Citadel freshman cadets drill for the first time in their new uniforms in 2013 in Charleston, S.C. The school says it will not allow a prospective student to wear hijab because it would break uniform.
Richard Ellis
Getty Images
Citadel freshman cadets drill for the first time in their new uniforms in 2013 in Charleston, S.C. The school says it will not allow a prospective student to wear hijab because it would break uniform.

The Citadel, the Military College of South Carolina, says it will not allow an admitted student to wear a Muslim headscarf. The woman's family is considering legal action, according to a Muslim advocacy group.

In a statement Tuesday, Citadel President John Rosa says, "Uniformity is the cornerstone of this four-year leader development model." Through a "relinquishing of self," the lieutenant general says, "cadets learn the value of teamwork to function as a single unit."

Despite not allowing the student to wear hijab, Rosa says he hopes she will attend in the fall.

Ibrahim Hooper, spokesman for the Council on American-Islamic Relations, said the student cannot attend without the accommodation. "Wearing hijab is viewed as a religious obligation," he told NPR via email.

CAIR said in a press release that it is "considering legal options to challenge" the decision.

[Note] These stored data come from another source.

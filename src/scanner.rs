//! Corpus scanning.
//!
//! Reads a CSV corpus row by row, runs [`parse_tweet_text`] over one text column
//! and gathers the features of the whole file, either keeping every occurrence
//! in order ([`AggregationMode::List`]) or keeping unique entries only
//! ([`AggregationMode::Set`]).

use log::{debug, info};
use serde::Serialize;
use std::collections::{HashMap, HashSet};
use std::fs::File;
use std::io::Read;
use std::path::Path;
use std::str::FromStr;

use crate::error::{Error, Result};
use crate::twitter::{parse_tweet_text, TweetFeatures};

/// One corpus row: column name to cell value.
pub type Row = HashMap<String, String>;

/// How per-row features are combined across the corpus.
#[derive(Debug, Clone, Copy, PartialEq, Eq)]
pub enum AggregationMode {
    /// Every occurrence, in encounter order.
    List,
    /// Unique entries, unordered.
    Set,
}

impl FromStr for AggregationMode {
    type Err = Error;

    fn from_str(s: &str) -> Result<Self> {
        match s.to_ascii_lowercase().as_str() {
            "list" => Ok(AggregationMode::List),
            "set" => Ok(AggregationMode::Set),
            _ => Err(Error::Config(format!(
                "aggregation mode must be 'list' or 'set', not '{}'",
                s
            ))),
        }
    }
}

/// A container of extracted strings shaped by [`AggregationMode`].
#[derive(Debug, Clone, PartialEq, Eq, Serialize)]
#[serde(untagged)]
pub enum Bucket {
    List(Vec<String>),
    Set(HashSet<String>),
}

impl Bucket {
    pub fn new(mode: AggregationMode) -> Self {
        match mode {
            AggregationMode::List => Bucket::List(Vec::new()),
            AggregationMode::Set => Bucket::Set(HashSet::new()),
        }
    }

    pub fn extend<I: IntoIterator<Item = String>>(&mut self, items: I) {
        match self {
            Bucket::List(list) => list.extend(items),
            Bucket::Set(set) => set.extend(items),
        }
    }

    pub fn len(&self) -> usize {
        match self {
            Bucket::List(list) => list.len(),
            Bucket::Set(set) => set.len(),
        }
    }

    pub fn is_empty(&self) -> bool {
        self.len() == 0
    }

    pub fn contains(&self, item: &str) -> bool {
        match self {
            Bucket::List(list) => list.iter().any(|s| s == item),
            Bucket::Set(set) => set.contains(item),
        }
    }

    /// Iterates the entries; in `Set` mode the order is unspecified.
    pub fn iter(&self) -> Box<dyn Iterator<Item = &String> + '_> {
        match self {
            Bucket::List(list) => Box::new(list.iter()),
            Bucket::Set(set) => Box::new(set.iter()),
        }
    }
}

/// Features accumulated over a whole corpus.
#[derive(Debug, Clone, PartialEq, Eq, Serialize)]
pub struct CorpusFeatures {
    pub urls: Bucket,
    pub hashtags: Bucket,
    pub mentions: Bucket,
    pub words: Bucket,
    pub row_count: usize,
}

impl CorpusFeatures {
    pub fn new(mode: AggregationMode) -> Self {
        CorpusFeatures {
            urls: Bucket::new(mode),
            hashtags: Bucket::new(mode),
            mentions: Bucket::new(mode),
            words: Bucket::new(mode),
            row_count: 0,
        }
    }

    /// Merges one row's features and counts the row.
    pub fn absorb(&mut self, features: TweetFeatures) {
        self.urls.extend(features.urls);
        self.hashtags.extend(features.hashtags);
        self.mentions.extend(features.mentions);
        self.words.extend(features.words);
        self.row_count += 1;
    }
}

/// Scans corpus rows in order, extracting features from `text_column`.
///
/// # Errors
///
/// Returns [`Error::Column`] for the first row (1-based) that has no `text_column`.
/// The scan stops there and no partial result is returned.
pub fn scan<I>(rows: I, text_column: &str, mode: AggregationMode) -> Result<CorpusFeatures>
where
    I: IntoIterator<Item = Row>,
{
    let mut corpus = CorpusFeatures::new(mode);

    for (index, row) in rows.into_iter().enumerate() {
        let text = row.get(text_column).ok_or_else(|| Error::Column {
            column: text_column.to_string(),
            row: index + 1,
        })?;
        debug!("Row {}: {} bytes of text", index + 1, text.len());
        corpus.absorb(parse_tweet_text(text));
    }

    info!(
        "Scanned {} rows ({:?} mode): {} words, {} hashtags, {} mentions, {} urls",
        corpus.row_count,
        mode,
        corpus.words.len(),
        corpus.hashtags.len(),
        corpus.mentions.len(),
        corpus.urls.len()
    );
    Ok(corpus)
}

/// Reads every row of a comma-separated corpus whose first line names the columns.
///
/// Rows may be ragged: fields beyond the header are ignored, and a short row
/// simply lacks the trailing columns.
pub fn read_corpus<R: Read>(reader: R) -> Result<Vec<Row>> {
    let mut rdr = csv::ReaderBuilder::new().flexible(true).from_reader(reader);
    let headers = rdr.headers()?.clone();

    let mut rows = Vec::new();
    for record in rdr.records() {
        let record = record?;
        if record.len() > headers.len() {
            debug!(
                "Row {} has {} fields, ignoring {} beyond the header",
                rows.len() + 1,
                record.len(),
                record.len() - headers.len()
            );
        }
        let row: Row = headers
            .iter()
            .zip(record.iter())
            .map(|(column, value)| (column.to_string(), value.to_string()))
            .collect();
        rows.push(row);
    }

    debug!("Read {} corpus rows", rows.len());
    Ok(rows)
}

/// Reads a CSV corpus file and scans it.
///
/// # Example
///
/// ```rust,no_run
/// use tweetscan::{scan_file, AggregationMode};
///
/// let corpus = scan_file("tweets.csv", "content", AggregationMode::Set).unwrap();
/// println!("{} unique hashtags in {} tweets", corpus.hashtags.len(), corpus.row_count);
/// ```
pub fn scan_file(
    path: impl AsRef<Path>,
    text_column: &str,
    mode: AggregationMode,
) -> Result<CorpusFeatures> {
    let path = path.as_ref();
    info!("Scanning corpus {} (column '{}')", path.display(), text_column);

    let file = File::open(path).map_err(|e| Error::io(path, e))?;
    let rows = read_corpus(file)?;
    scan(rows, text_column, mode)
}

#[cfg(test)]
mod tests {
    use super::*;

    fn rows(texts: &[&str]) -> Vec<Row> {
        texts
            .iter()
            .map(|t| {
                let mut row = Row::new();
                row.insert("content".to_string(), t.to_string());
                row
            })
            .collect()
    }

    #[test]
    fn test_mode_parsing() {
        assert_eq!("list".parse::<AggregationMode>().unwrap(), AggregationMode::List);
        assert_eq!("SET".parse::<AggregationMode>().unwrap(), AggregationMode::Set);
        assert!(matches!(
            "bag".parse::<AggregationMode>(),
            Err(Error::Config(_))
        ));
    }

    #[test]
    fn test_list_mode_keeps_duplicates_in_order() {
        let corpus = scan(
            rows(&["red blue", "red green", "blue red"]),
            "content",
            AggregationMode::List,
        )
        .unwrap();
        assert_eq!(corpus.row_count, 3);
        assert_eq!(
            corpus.words,
            Bucket::List(
                ["red", "blue", "red", "green", "blue", "red"]
                    .iter()
                    .map(|s| s.to_string())
                    .collect()
            )
        );
    }

    #[test]
    fn test_set_mode_deduplicates() {
        let corpus = scan(
            rows(&["red blue #a", "red green #a", "blue red #b"]),
            "content",
            AggregationMode::Set,
        )
        .unwrap();
        assert_eq!(corpus.row_count, 3);
        assert_eq!(corpus.words.len(), 3);
        assert!(corpus.words.contains("green"));
        assert_eq!(corpus.hashtags.len(), 2);
        assert!(matches!(corpus.words, Bucket::Set(_)));
    }

    #[test]
    fn test_missing_column_aborts_with_row_number() {
        let mut data = rows(&["one", "two"]);
        data[1].remove("content");
        data[1].insert("text".to_string(), "two".to_string());
        match scan(data, "content", AggregationMode::List) {
            Err(Error::Column { column, row }) => {
                assert_eq!(column, "content");
                assert_eq!(row, 2);
            }
            other => panic!("expected column error, got {:?}", other),
        }
    }

    #[test]
    fn test_empty_corpus() {
        let corpus = scan(Vec::new(), "content", AggregationMode::Set).unwrap();
        assert_eq!(corpus.row_count, 0);
        assert!(corpus.words.is_empty());
        assert!(corpus.urls.is_empty());
    }

    #[test]
    fn test_read_corpus_uses_header_row() {
        let data = "id,content\n1,\"Hi #rust, @ferris\"\n2,see http://a.io\n";
        let rows = read_corpus(data.as_bytes()).unwrap();
        assert_eq!(rows.len(), 2);
        assert_eq!(rows[0]["content"], "Hi #rust, @ferris");
        assert_eq!(rows[1]["id"], "2");
    }

    #[test]
    fn test_extra_fields_are_ignored() {
        let data = "id,content\n1,hello,extra,more\n2,bye\n";
        let rows = read_corpus(data.as_bytes()).unwrap();
        assert_eq!(rows.len(), 2);
        assert_eq!(rows[0]["content"], "hello");
        assert_eq!(rows[0].len(), 2);
        assert_eq!(rows[1]["content"], "bye");
    }

    #[test]
    fn test_short_row_lacks_trailing_columns() {
        let data = "id,content\n1,hello\n2\n";
        let rows = read_corpus(data.as_bytes()).unwrap();
        assert!(!rows[1].contains_key("content"));
        assert!(matches!(
            scan(rows, "content", AggregationMode::List),
            Err(Error::Column { row: 2, .. })
        ));
    }

    #[test]
    fn test_unterminated_quote_is_csv_error() {
        let data = "id,content\n1,\"hello\n";
        assert!(matches!(read_corpus(data.as_bytes()), Err(Error::Csv(_))));
    }

    #[test]
    fn test_bucket_serializes_as_array() {
        let mut bucket = Bucket::new(AggregationMode::List);
        bucket.extend(vec!["a".to_string(), "a".to_string()]);
        assert_eq!(serde_json::to_string(&bucket).unwrap(), r#"["a","a"]"#);
    }
}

Sherine Hafez, whose work focuses on women's studies and Muslim societies, tells The Two-Way that she thinks gender intersects with religion in this case. As a professor, she has seen students who wear headscarves underestimated or presumed "docile."

"It's not just a religious issue, but it is a feminist one because they are women," says Hafez, an associate professor of gender and sexuality studies at the University of California, Riverside.

The Citadel, which is a public college, admitted its first female cadet in 1995. (Though that required a legal battle, as The Los Angeles Times reported, and she dropped out a week after winning the fight.) The military college says that "much has changed since 1995" and wrote in 2005 that women are now more integrated into the Cadet Corps.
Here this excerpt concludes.